Las simbiosis suelen terminar en choque de trenes. En algún punto. La separación se da en la sorpresa y en la desgarradura. De un lado y del otro en algún momento llega la pregunta: “¿quién es esa mujer que está frente a mí? ¿quién fue? quién ha sido?” Y una puede suponer que conoce su vida, que conoce tu vida. Porque sí, hay una memoria de la infancia, de la adolescencia compartida, de todo lo que se fue conversando a lo largo de los años. Sobre arenas movedizas. Es el punto. El castillo levantado juntas ladrillo a ladrillo con su foso y sus lagartos que nos aislaban del exterior se tambaleó en la edad adulta. 

Pero ninguna de las dos lo sabía. Eso. Las arenas movedizas.

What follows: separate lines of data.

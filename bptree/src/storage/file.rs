//! Memory-mapped page file.
//!
//! The whole file is mapped read-write. Growing the file drops the mapping,
//! extends the file and maps it again, so the base address may change on
//! every resize.

// Mapping a file is inherently unsafe: the mapping aliases the file, and any
// other writer of the same file could change the bytes under us. The tree
// assumes exclusive single-process access to its file.
#![allow(unsafe_code)]

use std::fs::{File, OpenOptions};
use std::path::{Path, PathBuf};

use memmap2::{MmapMut, MmapOptions};

use crate::storage::io::{PageStore, StoreError};

/// A read-write memory mapping of a whole file.
#[derive(Debug)]
pub struct MappedFile {
    file: File,
    /// `None` while the file is empty (a zero-length file cannot be mapped).
    map: Option<MmapMut>,
    path: PathBuf,
}

impl MappedFile {
    /// Open the file at `path`, creating an empty one if it does not exist.
    pub fn open(path: &Path) -> Result<Self, StoreError> {
        let file = OpenOptions::new()
            .read(true)
            .write(true)
            .create(true)
            .truncate(false)
            .open(path)?;

        let len = file.metadata()?.len();
        let map = if len == 0 {
            None
        } else {
            Some(unsafe { MmapOptions::new().map_mut(&file)? })
        };

        tracing::debug!(path = %path.display(), len, "mapped page file");

        Ok(Self {
            file,
            map,
            path: path.to_path_buf(),
        })
    }

    /// Path of the backing file.
    #[must_use]
    pub fn path(&self) -> &Path {
        &self.path
    }
}

impl PageStore for MappedFile {
    fn size(&self) -> u64 {
        self.map.as_ref().map_or(0, |map| map.len() as u64)
    }

    fn bytes(&self) -> &[u8] {
        match &self.map {
            Some(map) => &map[..],
            None => &[],
        }
    }

    fn bytes_mut(&mut self) -> &mut [u8] {
        match &mut self.map {
            Some(map) => &mut map[..],
            None => &mut [],
        }
    }

    fn resize(&mut self, new_size: u64) -> Result<(), StoreError> {
        // Drop the current mapping before touching the file length.
        if let Some(map) = self.map.take() {
            map.flush()?;
        }

        self.file.set_len(new_size)?;

        if new_size > 0 {
            self.map = Some(unsafe { MmapOptions::new().map_mut(&self.file)? });
        }

        Ok(())
    }

    fn flush(&mut self) -> Result<(), StoreError> {
        if let Some(map) = &self.map {
            map.flush()?;
        }
        self.file.sync_all()?;
        Ok(())
    }
}

impl Drop for MappedFile {
    fn drop(&mut self) {
        if let Err(e) = self.flush() {
            tracing::warn!(path = %self.path.display(), "failed to flush page file on close: {e}");
        }
    }
}

#[cfg(test)]
mod tests {
    use super::*;
    use tempfile::tempdir;

    #[test]
    fn test_open_creates_empty_file() {
        let dir = tempdir().expect("create temp dir");
        let path = dir.path().join("new.db");

        let file = MappedFile::open(&path).expect("open");

        assert!(path.exists());
        assert_eq!(file.size(), 0);
        assert!(file.bytes().is_empty());
    }

    #[test]
    fn test_resize_and_write() {
        let dir = tempdir().expect("create temp dir");
        let path = dir.path().join("grow.db");

        let mut file = MappedFile::open(&path).expect("open");
        file.resize(4096).expect("resize");
        file.bytes_mut()[0..5].copy_from_slice(b"hello");

        file.resize(8192).expect("grow");
        assert_eq!(file.size(), 8192);
        assert_eq!(&file.bytes()[0..5], b"hello");
        assert!(file.bytes()[4096..].iter().all(|&b| b == 0));
    }

    #[test]
    fn test_contents_survive_reopen() {
        let dir = tempdir().expect("create temp dir");
        let path = dir.path().join("reopen.db");

        {
            let mut file = MappedFile::open(&path).expect("open");
            file.resize(4096).expect("resize");
            file.bytes_mut()[100..104].copy_from_slice(b"BPL1");
            file.flush().expect("flush");
        }

        let file = MappedFile::open(&path).expect("reopen");
        assert_eq!(file.size(), 4096);
        assert_eq!(&file.bytes()[100..104], b"BPL1");
    }
}
#[test]
fn test_malformed_candle_fails_fast() {
    let mut bars = eurusd();
    bars[0].c = 1.0500;
    let analyzer = AnalyzerBuilder::new().build().unwrap();
    assert!(matches!(
        analyzer.analyze("EUR_USD", &bars),
        Err(PatternError::MalformedCandle { index: 0, .. })
    ));
}

#[test]
fn test_stricter_threshold_drops_engulfing() {
    // MC2 opens 0.0005 above MC1's close
    let bars = vec![
        bar(0, 1.1000, 1.1010, 1.0890, 1.0900),
        bar(1, 1.0905, 1.1050, 1.0900, 1.1040),
        forming(2),
    ];
    let tolerant = AnalyzerBuilder::new().build().unwrap();
    assert_eq!(
        tolerant.analyze("EUR_USD", &bars).unwrap().pattern_type,
        PatternType::BullishEngulfingUpclose
    );

    let strict = AnalyzerBuilder::new()
        .engulfing_threshold(ThresholdPercent::new(0.0).unwrap())
        .build()
        .unwrap();
    assert_eq!(
        strict.analyze("EUR_USD", &bars).unwrap().pattern_type,
        PatternType::BullishUpclose
    );
}

// ============================================================
// RUNS AND AGGREGATION
// ============================================================

#[test]
fn test_run_and_aggregate() {
    let (chf, cad, usd, jpy) = (eurchf(), usdcad(), eurusd(), usdjpy());
    let short = vec![forming(0)];
    let analyzer = AnalyzerBuilder::new().build().unwrap();

    let report = analyzer.run([
        ("EUR_CHF", chf.as_slice()),
        ("USD_CAD", cad.as_slice()),
        ("EUR_USD", usd.as_slice()),
        ("USD_JPY", jpy.as_slice()),
        ("GBP_USD", short.as_slice()),
    ]);

    assert_eq!(report.results().count(), 4);
    assert_eq!(report.failures().count(), 1);
    assert!(!report.patterns.contains_key(&PatternType::Neutral));
    assert_eq!(report.patterns[&PatternType::BullishUpclose], ["EUR_CHF"]);

    let strength = aggregate(&CurrencyUniverse::default(), report.results());

    let eur = &strength.currencies["EUR"];
    assert_eq!(eur.tested_high.len(), 2);
    assert_eq!(eur.strength, Some(1.0));

    let usd = &strength.currencies["USD"];
    assert!(usd.tested_low.contains("USD_CAD"));
    assert!(usd.tested_low.contains("USD_EUR"));
    assert_eq!(usd.weakness, Some(1.0));

    assert_eq!(strength.currencies["JPY"].strength, None);
    assert_eq!(strength.summary.by_strength[0].currency, "CAD");
    assert_eq!(strength.summary.by_weakness[0].currency, "CHF");
}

Esa amistad tan rotunda, tan entrañable, tan de toda la vida, se tejió en la negación mutua. No era la intención. No supimos, no tuvimos las herramientas para hacerlo de otra manera. En aquellos tiempos, en medio de aquella soledad intensa, ¿había otra manera? Y esa mutua negación se conservó a través de las décadas porque lo que siempre estuvo allí fue el miedo de la una y de la otra a perderse. Pero cada una se perdía a sí misma en ese afán de no perderse. 

¿Cómo aceptarlo? Detenerse de golpe después de toda una vida y tratar de rescatar lo rescatable. ¿Con quién ha hablado ella durante tanto tiempo? ¿con quién he hablado yo? ¿qué fue verdadero? ¿qué inventamos? ¿cuántas palabras fueron injustas porque estaban dirigidas a una ella que no es ella? Y viceversa. ¿Cuántas expectativas de planes en común irrealizables? Se necesitó tiempo después del choque de trenes, mucho tiempo para intentar recomenzar. Pero no nos hemos sanado. El engaño nos sigue nublando la percepción. Aquel antiguo e indispensable engaño que de tantas maneras cumplió su objetivo: nos ayudó a salvarnos.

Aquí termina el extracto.